JPM - Films vus à la télé - Avril 2014

Films vus à la télé - Avril 2014

 

Il y a aussi des films à la télévision ! De bonnes chaînes du câble ou des satellites en diffusent, souvent d’excellents, parfois de grands classiques. On donnera sa préférence à celles qui ne massacrent pas l’image du film en y inscrivant leur logo, et, bien entendu, qui présentent les œuvres en version originale. Sur les chaînes hertziennes, seule France 3 fait encore cela, très tard, une fois par semaine, dans la nuit du dimanche à lundi ; et encore, pas toutes les semaines, et les horaires annoncés ne sont pas respectés... Tous les films vus ne sont pas traités ici, on ne parlera que des meilleurs, ou des plus intéressants – ce qui n’est pas forcément la même chose.

Œuvres citées : Le crime de monsieur Lange – Les bas-fonds – Partie de campagne – La grande illusion – La Marseillaise – Rusty JamesRumble fish – Apocalypse now – Coup de cœur – Outsiders

Personnes citées : Jean Renoir – Jean Castanier – Jacques Becker – André Halley des Fontaines – René Lefèvre – Jules Berry – Francis Coppola – Matt Dillon – Nicolas Cage

Le crime de monsieur Lange

Lundi 2 avril 2014 - Ciné+ Classic

De Jean Renoir, en 1936. Scénario du réalisateur et de Jacques Prévert, d’après une histoire de Jean Castanier. Durée, 1 heure et 20 minutes. Noir et blanc, format 1,37:1. Sorti en France le 24 janvier 1936.

L’auteur de l’histoire, Jean Castanier, qui a aussi participé au décor du tournage, était un peintre catalan, et il l’avait proposée à son ami Jacques Becker, réalisateur honorable mais qui n’a fait que dix-sept films, presque tous de qualité d’ailleurs. Becker avait accepté l’idée, mais le producteur André Halley des Fontaines n’eut pas confiance en lui et fit appel à Jean Renoir, plus expérimenté, et dont Becker avait été l’assistant sur Les bas-fonds et Partie de campagne – qui pourtant sortirent après Le crime de monsieur Lange.
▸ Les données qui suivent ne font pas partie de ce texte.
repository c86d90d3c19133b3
//! Database schema and models

pub mod init;
pub mod models;

pub use init::*;
pub use models::*;
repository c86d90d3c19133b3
//! Emotion registry and acoustic attribute types
//!
//! Emotions are a fixed enumeration stored by their three-letter code.
//! Each carries a default center in (energy, valence, danceability) space
//! that seeds every user's per-emotion model.

use crate::{Error, Result};
use serde::{Deserialize, Serialize};
use std::fmt;
use std::str::FromStr;

/// Acoustic position of a song or of a user's taste for an emotion
#[derive(Debug, Clone, Copy, PartialEq, Serialize, Deserialize)]
pub struct Attributes {
    pub energy: f64,
    pub valence: f64,
    pub danceability: f64,
}

impl Attributes {
    pub const fn new(energy: f64, valence: f64, danceability: f64) -> Self {
        Self {
            energy,
            valence,
            danceability,
        }
    }

    /// Reject any attribute outside [0, 1] (NaN included)
    pub fn validate(&self) -> Result<()> {
        for (name, value) in [
            ("energy", self.energy),
            ("valence", self.valence),
            ("danceability", self.danceability),
        ] {
            if !(0.0..=1.0).contains(&value) {
                return Err(Error::InvalidInput(format!(
                    "{} must be between 0 and 1, got {}",
                    name, value
                )));
            }
        }
        Ok(())
    }

    /// Value on a single strategy axis
    pub fn axis(&self, axis: Axis) -> f64 {
        match axis {
            Axis::Energy => self.energy,
            Axis::Valence => self.valence,
            Axis::Danceability => self.danceability,
        }
    }

    /// Arithmetic mean of a set of positions, `None` when empty
    pub fn mean<'a, I>(items: I) -> Option<Attributes>
    where
        I: IntoIterator<Item = &'a Attributes>,
    {
        let mut count = 0usize;
        let mut sum = Attributes::new(0.0, 0.0, 0.0);
        for item in items {
            sum.energy += item.energy;
            sum.valence += item.valence;
            sum.danceability += item.danceability;
            count += 1;
        }
        if count == 0 {
            return None;
        }
        let n = count as f64;
        Some(Attributes::new(
            sum.energy / n,
            sum.valence / n,
            sum.danceability / n,
        ))
    }

    /// Two-decimal rounding used for persistence
    pub fn rounded(&self) -> Attributes {
        Attributes::new(
            crate::time::round2(self.energy),
            crate::time::round2(self.valence),
            crate::time::round2(self.danceability),
        )
    }

    /// Replace zero (unset) attributes with the given defaults
    pub fn or_defaults(&self, defaults: &Attributes) -> Attributes {
        let pick = |value: f64, fallback: f64| if value == 0.0 { fallback } else { value };
        Attributes::new(
            pick(self.energy, defaults.energy),
            pick(self.valence, defaults.valence),
            pick(self.danceability, defaults.danceability),
        )
    }
}

/// Axis along which a browse jitter window is applied
#[derive(Debug, Clone, Copy, PartialEq, Eq, Serialize, Deserialize)]
#[serde(rename_all = "lowercase")]
pub enum Axis {
    Energy,
    Valence,
    Danceability,
}

impl Axis {
    pub const ALL: [Axis; 3] = [Axis::Energy, Axis::Valence, Axis::Danceability];

    /// Column name in the `songs` table
    pub fn column(&self) -> &'static str {
        match self {
            Axis::Energy => "energy",
            Axis::Valence => "valence",
            Axis::Danceability => "danceability",
        }
    }
}

/// The fixed set of emotions a user can browse and vote for
#[derive(Debug, Clone, Copy, PartialEq, Eq, Hash, Serialize, Deserialize)]
pub enum Emotion {
    #[serde(rename = "MEL")]
    Melancholy,
    #[serde(rename = "CLM")]
    Calm,
    #[serde(rename = "HPY")]
    Happy,
    #[serde(rename = "EXC")]
    Excited,
}

impl Emotion {
    pub const ALL: [Emotion; 4] = [
        Emotion::Melancholy,
        Emotion::Calm,
        Emotion::Happy,
        Emotion::Excited,
    ];

    /// Three-letter storage code
    pub fn code(&self) -> &'static str {
        match self {
            Emotion::Melancholy => "MEL",
            Emotion::Calm => "CLM",
            Emotion::Happy => "HPY",
            Emotion::Excited => "EXC",
        }
    }

    /// Human readable name
    pub fn full_name(&self) -> &'static str {
        match self {
            Emotion::Melancholy => "Melancholy",
            Emotion::Calm => "Calm",
            Emotion::Happy => "Happy",
            Emotion::Excited => "Excited",
        }
    }

    /// Default center seeded into the `emotions` table
    pub fn default_attributes(&self) -> Attributes {
        match self {
            Emotion::Melancholy => Attributes::new(0.25, 0.25, 0.30),
            Emotion::Calm => Attributes::new(0.25, 0.75, 0.40),
            Emotion::Happy => Attributes::new(0.50, 0.75, 0.60),
            Emotion::Excited => Attributes::new(0.75, 0.50, 0.70),
        }
    }
}

impl fmt::Display for Emotion {
    fn fmt(&self, f: &mut fmt::Formatter<'_>) -> fmt::Result {
        f.write_str(self.code())
    }
}

impl FromStr for Emotion {
    type Err = Error;

    fn from_str(s: &str) -> Result<Self> {
        Emotion::ALL
            .into_iter()
            .find(|e| e.code() == s)
            .ok_or_else(|| Error::InvalidInput(format!("Unknown emotion: {}", s)))
    }
}

/// Listening situation attached to a vote. The empty context is stored as ''.
#[derive(Debug, Clone, Copy, PartialEq, Eq, Hash, Default, Serialize, Deserialize)]
pub enum VoteContext {
    #[default]
    #[serde(rename = "")]
    Unspecified,
    #[serde(rename = "PARTY")]
    Party,
    #[serde(rename = "RELAX")]
    Relax,
    #[serde(rename = "WORK")]
    Work,
    #[serde(rename = "EXERCISE")]
    Exercise,
    #[serde(rename = "OTHER")]
    Other,
}

impl VoteContext {
    pub const ALL: [VoteContext; 6] = [
        VoteContext::Unspecified,
        VoteContext::Party,
        VoteContext::Relax,
        VoteContext::Work,
        VoteContext::Exercise,
        VoteContext::Other,
    ];

    pub fn code(&self) -> &'static str {
        match self {
            VoteContext::Unspecified => "",
            VoteContext::Party => "PARTY",
            VoteContext::Relax => "RELAX",
            VoteContext::Work => "WORK",
            VoteContext::Exercise => "EXERCISE",
            VoteContext::Other => "OTHER",
        }
    }

    pub fn display_name(&self) -> &'static str {
        match self {
            VoteContext::Unspecified => "-----------",
            VoteContext::Party => "Party",
            VoteContext::Relax => "Relaxing",
            VoteContext::Work => "Work or Studying",
            VoteContext::Exercise => "Exercising",
            VoteContext::Other => "Other",
        }
    }
}

impl fmt::Display for VoteContext {
    fn fmt(&self, f: &mut fmt::Formatter<'_>) -> fmt::Result {
        f.write_str(self.code())
    }
}

impl FromStr for VoteContext {
    type Err = Error;

    fn from_str(s: &str) -> Result<Self> {
        VoteContext::ALL
            .into_iter()
            .find(|c| c.code() == s)
            .ok_or_else(|| Error::InvalidInput(format!("Unknown context: {}", s)))
    }
}
//! # MoodyTunes Common Library
//!
//! Shared code for the MoodyTunes service including:
//! - Error taxonomy
//! - Bootstrap configuration loading
//! - Database schema, seed data and models
//! - Emotion registry and acoustic attribute types
//! - Token encryption

pub mod config;
pub mod crypto;
pub mod db;
pub mod emotion;
pub mod error;
pub mod time;

pub use emotion::{Attributes, Axis, Emotion, VoteContext};
pub use error::{Error, Result};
Furieux contre Renoir, le blackboulé refusa d’être assistant sur ce film-là ! Il se ravisa dès l’année suivante et accepta le même travail sur La grande illusion et La Marseillaise.

L’idée, qui séduisit le très à gauche Jean Renoir, était de décrire la constitution d’une coopérative ouvrière, composée essentiellement d’imprimeurs et d’ouvrières d’une blanchisserie, installée autour d’une cour qui fut le pricipal décor de l’histoire. Amédée Lange, joué par l’excellent René Lefèvre, par ailleurs bon écrivain, a tué leur patron, Batala, une ordure jouée par Jules Berry, et il fuit la police pour gagner la frontière belge. Reconnu dans un café, il est « jugé » par les ouvriers présents, qui l’acquittent après avoir entendu son histoire !

Ce film très orienté a été tourné juste avant le Front Populaire, et l’annonce, en quelque sorte. On est un peu surpris de trouver la réalisation un peu bâclée, alors que le film suivant de Renoir, La grande illusion, brille par sa perfection formelle. Néanmoins, il reste intéressant.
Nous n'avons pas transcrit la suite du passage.